→ **DESCRIPTION OF THE TASK**:
Your answer should consist of the lines in the data below that contain "Draw".

[Collected data]

◆ ◆ ◆ ◆ ◆ ◆ ◆

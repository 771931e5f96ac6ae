//! Tally of ballots at one stage-point.
//!
//! Ballots arrive before the suffrage of their height may be known (a node
//! that is still syncing). Those are parked and validated later, when a
//! counting pass finds the suffrage. Validated ballots wait in `voted` until
//! the next pass moves their sign facts into the counted set.

use indexmap::IndexMap;
use isaac_core::SuffrageProvider;
use isaac_types::{
    now_millis, Ballot, BallotFact, BallotSignFact, ExpelOperation, Hash, LastPoint, NetworkId,
    NodeAddress, StagePoint, Suffrage, Threshold, ValidationError, VoteDecision, Voteproof,
    VoteproofBody, VoteproofKind,
};
use parking_lot::Mutex;
use std::collections::{HashMap, HashSet};
use std::sync::Arc;
use tracing::{debug, trace};

/// Map key of a [`VoteRecords`]; suffrage-confirm ballots share the INIT
/// stage-point but are tallied apart.
#[derive(Debug, Clone, Copy, PartialEq, Eq, PartialOrd, Ord, Hash)]
pub(crate) struct VoteRecordsKey {
    pub stage_point: StagePoint,
    pub is_suffrage_confirm: bool,
}

impl VoteRecordsKey {
    pub fn of(ballot: &Ballot) -> Self {
        Self {
            stage_point: ballot.stage_point(),
            is_suffrage_confirm: ballot.is_suffrage_confirm(),
        }
    }
}

/// Outcome of [`VoteRecords::vote`].
#[derive(Debug, Clone, Copy, PartialEq, Eq)]
pub(crate) struct VoteOutcome {
    /// The ballot was recorded (validated or parked).
    pub voted: bool,
    /// The ballot passed the suffrage checks.
    pub validated: bool,
}

impl VoteOutcome {
    const REJECTED: Self = Self {
        voted: false,
        validated: false,
    };
}

struct Inner {
    key: VoteRecordsKey,
    voted: IndexMap<NodeAddress, Ballot>,
    ballots: IndexMap<NodeAddress, Ballot>,
    facts: HashMap<Hash, BallotFact>,
    expels: HashMap<Hash, ExpelOperation>,
    set: Vec<Hash>,
    sfs: Vec<BallotSignFact>,
    nodes: HashSet<NodeAddress>,
    suffrage: Option<Suffrage>,
    digged: Option<Voteproof>,
    finished: bool,
}

impl Inner {
    fn new(key: VoteRecordsKey) -> Self {
        Self {
            key,
            voted: IndexMap::new(),
            ballots: IndexMap::new(),
            facts: HashMap::new(),
            expels: HashMap::new(),
            set: Vec::new(),
            sfs: Vec::new(),
            nodes: HashSet::new(),
            suffrage: None,
            digged: None,
            finished: false,
        }
    }

    fn reset(&mut self, key: VoteRecordsKey) {
        self.key = key;
        self.voted.clear();
        self.ballots.clear();
        self.facts.clear();
        self.expels.clear();
        self.set.clear();
        self.sfs.clear();
        self.nodes.clear();
        self.suffrage = None;
        self.digged = None;
        self.finished = false;
    }

    fn has_node(&self, node: &NodeAddress) -> bool {
        self.nodes.contains(node) || self.ballots.contains_key(node)
    }
}

/// Ballots of one stage-point.
pub(crate) struct VoteRecords {
    network_id: NetworkId,
    provider: Arc<dyn SuffrageProvider>,
    inner: Mutex<Inner>,
}

impl VoteRecords {
    pub fn new(
        key: VoteRecordsKey,
        network_id: NetworkId,
        provider: Arc<dyn SuffrageProvider>,
    ) -> Self {
        Self {
            network_id,
            provider,
            inner: Mutex::new(Inner::new(key)),
        }
    }

    /// Reuse for another stage-point; every reference is dropped.
    pub fn reset(&mut self, key: VoteRecordsKey) {
        self.inner.get_mut().reset(key);
    }

    pub fn key(&self) -> VoteRecordsKey {
        self.inner.lock().key
    }

    pub fn stage_point(&self) -> StagePoint {
        self.inner.lock().key.stage_point
    }

    pub fn is_finished(&self) -> bool {
        self.inner.lock().finished
    }

    pub fn has_suffrage(&self) -> bool {
        self.inner.lock().suffrage.is_some()
    }

    /// Whether any node voted.
    pub fn has_voters(&self) -> bool {
        let inner = self.inner.lock();
        !inner.nodes.is_empty() || !inner.ballots.is_empty()
    }

    /// Record a ballot.
    ///
    /// A second ballot from the same node is rejected. Without a known
    /// suffrage the ballot is parked (`voted`, not `validated`).
    pub fn vote(&self, ballot: Ballot) -> VoteOutcome {
        let mut inner = self.inner.lock();

        if inner.finished || inner.has_node(ballot.node()) {
            return VoteOutcome::REJECTED;
        }
        if VoteRecordsKey::of(&ballot) != inner.key {
            return VoteOutcome::REJECTED;
        }

        if let Err(e) = ballot.is_valid(&self.network_id) {
            debug!(
                node = %ballot.node(),
                stage_point = %inner.key.stage_point,
                error = %e,
                "invalid ballot dropped"
            );
            return VoteOutcome::REJECTED;
        }

        if !self.load_suffrage(&mut inner) {
            trace!(node = %ballot.node(), "suffrage unknown; ballot parked");
            let node = ballot.node().clone();
            inner.ballots.insert(node, ballot);
            return VoteOutcome {
                voted: true,
                validated: false,
            };
        }

        if self.accept_validated(&mut inner, ballot) {
            VoteOutcome {
                voted: true,
                validated: true,
            }
        } else {
            VoteOutcome::REJECTED
        }
    }

    /// Validate parked ballots, dig the newest embedded voteproof and count.
    ///
    /// Returns at most two voteproofs: the digged one first, then the local
    /// result.
    pub fn count(&self, last_point: &LastPoint, threshold: Threshold) -> Vec<Voteproof> {
        let mut inner = self.inner.lock();
        if inner.finished {
            return Vec::new();
        }

        if !self.load_suffrage(&mut inner) {
            return Vec::new();
        }

        let parked: Vec<Ballot> = inner.ballots.drain(..).map(|(_, b)| b).collect();
        for ballot in parked {
            self.accept_validated(&mut inner, ballot);
        }

        let mut vps = Vec::with_capacity(2);
        if let Some(digged) = inner.digged.take() {
            if last_point.is_replaced_by(&digged.last_point())
                && digged.threshold().percent() >= threshold.percent()
            {
                vps.push(digged);
            }
        }

        if let Some(vp) = self.count_from_voted(&mut inner, threshold) {
            vps.push(vp);
        }
        vps
    }

    /// Suffrage members that have not voted; `None` while the suffrage is
    /// unknown.
    pub fn missing_nodes(&self) -> Option<Vec<NodeAddress>> {
        let mut inner = self.inner.lock();
        if !self.load_suffrage(&mut inner) {
            return None;
        }

        let suffrage = inner.suffrage.as_ref()?;
        Some(
            suffrage
                .nodes()
                .iter()
                .map(|n| n.address.clone())
                .filter(|a| !inner.has_node(a))
                .collect(),
        )
    }

    /// Draw voteproof from the votes so far, removing the nodes `expels`
    /// names from the suffrage.
    ///
    /// `None` if the vote already finished, nobody voted, an expel targets a
    /// voter, or the remaining votes do not reach the threshold of the
    /// reduced suffrage. A produced voteproof finishes the records.
    pub fn stuck_voteproof(
        &self,
        threshold: Threshold,
        expels: Vec<ExpelOperation>,
    ) -> Option<Voteproof> {
        let mut inner = self.inner.lock();
        if inner.finished || expels.is_empty() || !self.load_suffrage(&mut inner) {
            return None;
        }

        let pending: Vec<Ballot> = inner.voted.drain(..).map(|(_, b)| b).collect();
        for ballot in pending {
            Self::add_counted(&mut inner, ballot);
        }
        if inner.sfs.is_empty() {
            return None;
        }

        let expelled: HashSet<&NodeAddress> = expels.iter().map(|e| e.expelled()).collect();
        if inner.sfs.iter().any(|sf| expelled.contains(&sf.node)) {
            debug!(stage_point = %inner.key.stage_point, "stuck expel targets a voter");
            return None;
        }

        let quorum = inner
            .suffrage
            .as_ref()
            .map(|s| s.len().saturating_sub(expelled.len()))
            .unwrap_or(0);
        if inner.sfs.len() < threshold.count(quorum) {
            return None;
        }

        let vp = Voteproof::new(VoteproofBody {
            point: inner.key.stage_point,
            threshold,
            majority: None,
            sign_facts: inner.sfs.clone(),
            finished_at: now_millis(),
            expels,
            kind: VoteproofKind::Stuck,
        });
        inner.finished = true;
        Some(vp)
    }

    fn load_suffrage(&self, inner: &mut Inner) -> bool {
        if inner.suffrage.is_some() {
            return true;
        }

        match self.provider.suffrage(inner.key.stage_point.height()) {
            Ok(Some(s)) => {
                inner.suffrage = Some(s);
                true
            }
            Ok(None) => false,
            Err(e) => {
                debug!(stage_point = %inner.key.stage_point, error = %e, "suffrage lookup failed");
                false
            }
        }
    }

    fn accept_validated(&self, inner: &mut Inner, ballot: Ballot) -> bool {
        let Some(suffrage) = inner.suffrage.as_ref() else {
            return false;
        };

        if let Err(e) = self.validate_with_suffrage(&ballot, suffrage, inner.key.stage_point) {
            debug!(
                node = %ballot.node(),
                stage_point = %inner.key.stage_point,
                error = %e,
                "ballot rejected by suffrage"
            );
            return false;
        }

        if let Some(vp) = &ballot.voteproof {
            let newer = inner
                .digged
                .as_ref()
                .map(|d| d.last_point().is_replaced_by(&vp.last_point()))
                .unwrap_or(true);
            if newer {
                inner.digged = Some(vp.clone());
            }
        }

        let node = ballot.node().clone();
        inner.nodes.insert(node.clone());
        inner.voted.insert(node, ballot);
        true
    }

    fn validate_with_suffrage(
        &self,
        ballot: &Ballot,
        suffrage: &Suffrage,
        stage_point: StagePoint,
    ) -> Result<(), ValidationError> {
        let sf = &ballot.sign_fact;
        if !suffrage.exists_public_key(&sf.node, &sf.signer) {
            return Err(ValidationError::NotInSuffrage(sf.node.clone()));
        }
        for expel in &ballot.expels {
            expel.is_valid_with_suffrage(suffrage)?;
            if !expel.fact.is_valid_at(stage_point.height()) {
                return Err(ValidationError::invalid(
                    "ballot",
                    format!("expel not valid at {}", stage_point.height()),
                ));
            }
        }

        let Some(vp) = &ballot.voteproof else {
            return Ok(());
        };

        let vh = vp.stage_point().height();
        if vh == stage_point.height() {
            return vp.is_valid_with_suffrage(suffrage);
        }
        match self.provider.suffrage(vh) {
            Ok(Some(s)) => vp.is_valid_with_suffrage(&s),
            Ok(None) | Err(_) => {
                trace!(height = vh.0, "suffrage of voteproof unknown; skip check");
                Ok(())
            }
        }
    }

    fn add_counted(inner: &mut Inner, ballot: Ballot) {
        let fact_hash = ballot.fact().hash();

        for expel in ballot.expels {
            match inner.expels.get_mut(&expel.fact_hash()) {
                Some(known) => {
                    for sign in expel.signs {
                        if !known.signs.iter().any(|s| s.node == sign.node) {
                            known.signs.push(sign);
                        }
                    }
                }
                None => {
                    inner.expels.insert(expel.fact_hash(), expel);
                }
            }
        }

        inner
            .facts
            .entry(fact_hash)
            .or_insert_with(|| ballot.sign_fact.fact.clone());
        inner.set.push(fact_hash);
        inner.sfs.push(ballot.sign_fact);
    }

    fn count_from_voted(&self, inner: &mut Inner, threshold: Threshold) -> Option<Voteproof> {
        let pending: Vec<Ballot> = inner.voted.drain(..).map(|(_, b)| b).collect();
        for ballot in pending {
            Self::add_counted(inner, ballot);
        }

        let quorum = inner.suffrage.as_ref()?.len();

        let mut counts: IndexMap<Hash, usize> = IndexMap::new();
        for h in &inner.set {
            *counts.entry(*h).or_default() += 1;
        }

        // A fact that expels nodes is decided against the reduced suffrage.
        let expel_majority = counts.iter().find_map(|(h, c)| {
            let fact = inner.facts.get(h)?;
            let expels = fact.expels().len();
            (expels > 0 && *c >= threshold.count(quorum.saturating_sub(expels))).then_some(*h)
        });

        let majority = match expel_majority {
            Some(h) => Some(h),
            None => {
                if inner.set.len() < threshold.count(quorum) {
                    return None;
                }
                let values: Vec<usize> = counts.values().copied().collect();
                match threshold.decide(quorum, &values) {
                    VoteDecision::Pending => return None,
                    VoteDecision::Draw => None,
                    VoteDecision::Majority(i) => counts.get_index(i).map(|(h, _)| *h),
                }
            }
        };

        let majority = majority.and_then(|h| inner.facts.get(&h).cloned());
        let vp = self.make_voteproof(inner, threshold, majority)?;
        inner.finished = true;
        Some(vp)
    }

    fn make_voteproof(
        &self,
        inner: &Inner,
        threshold: Threshold,
        majority: Option<BallotFact>,
    ) -> Option<Voteproof> {
        let (kind, expels) = match &majority {
            Some(fact) if !fact.expels().is_empty() => {
                let expels: Vec<ExpelOperation> = fact
                    .expels()
                    .iter()
                    .filter_map(|h| inner.expels.get(h).cloned())
                    .collect();
                if expels.len() != fact.expels().len() {
                    debug!(stage_point = %inner.key.stage_point, "expel operations missing");
                    return None;
                }
                (VoteproofKind::Expel, expels)
            }
            _ => (VoteproofKind::Plain, Vec::new()),
        };

        let expelled: HashSet<&NodeAddress> = expels.iter().map(|e| e.expelled()).collect();
        let sign_facts = inner
            .sfs
            .iter()
            .filter(|sf| !expelled.contains(&sf.node))
            .cloned()
            .collect();

        Some(Voteproof::new(VoteproofBody {
            point: inner.key.stage_point,
            threshold,
            majority,
            sign_facts,
            finished_at: now_millis(),
            expels,
            kind,
        }))
    }
}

◆ ◆ ◆ ◆ ◆ ◆ ◆

→ **THE ANSWER**:
    /// Draw voteproof from the votes so far, removing the nodes `expels`
                    VoteDecision::Draw => None,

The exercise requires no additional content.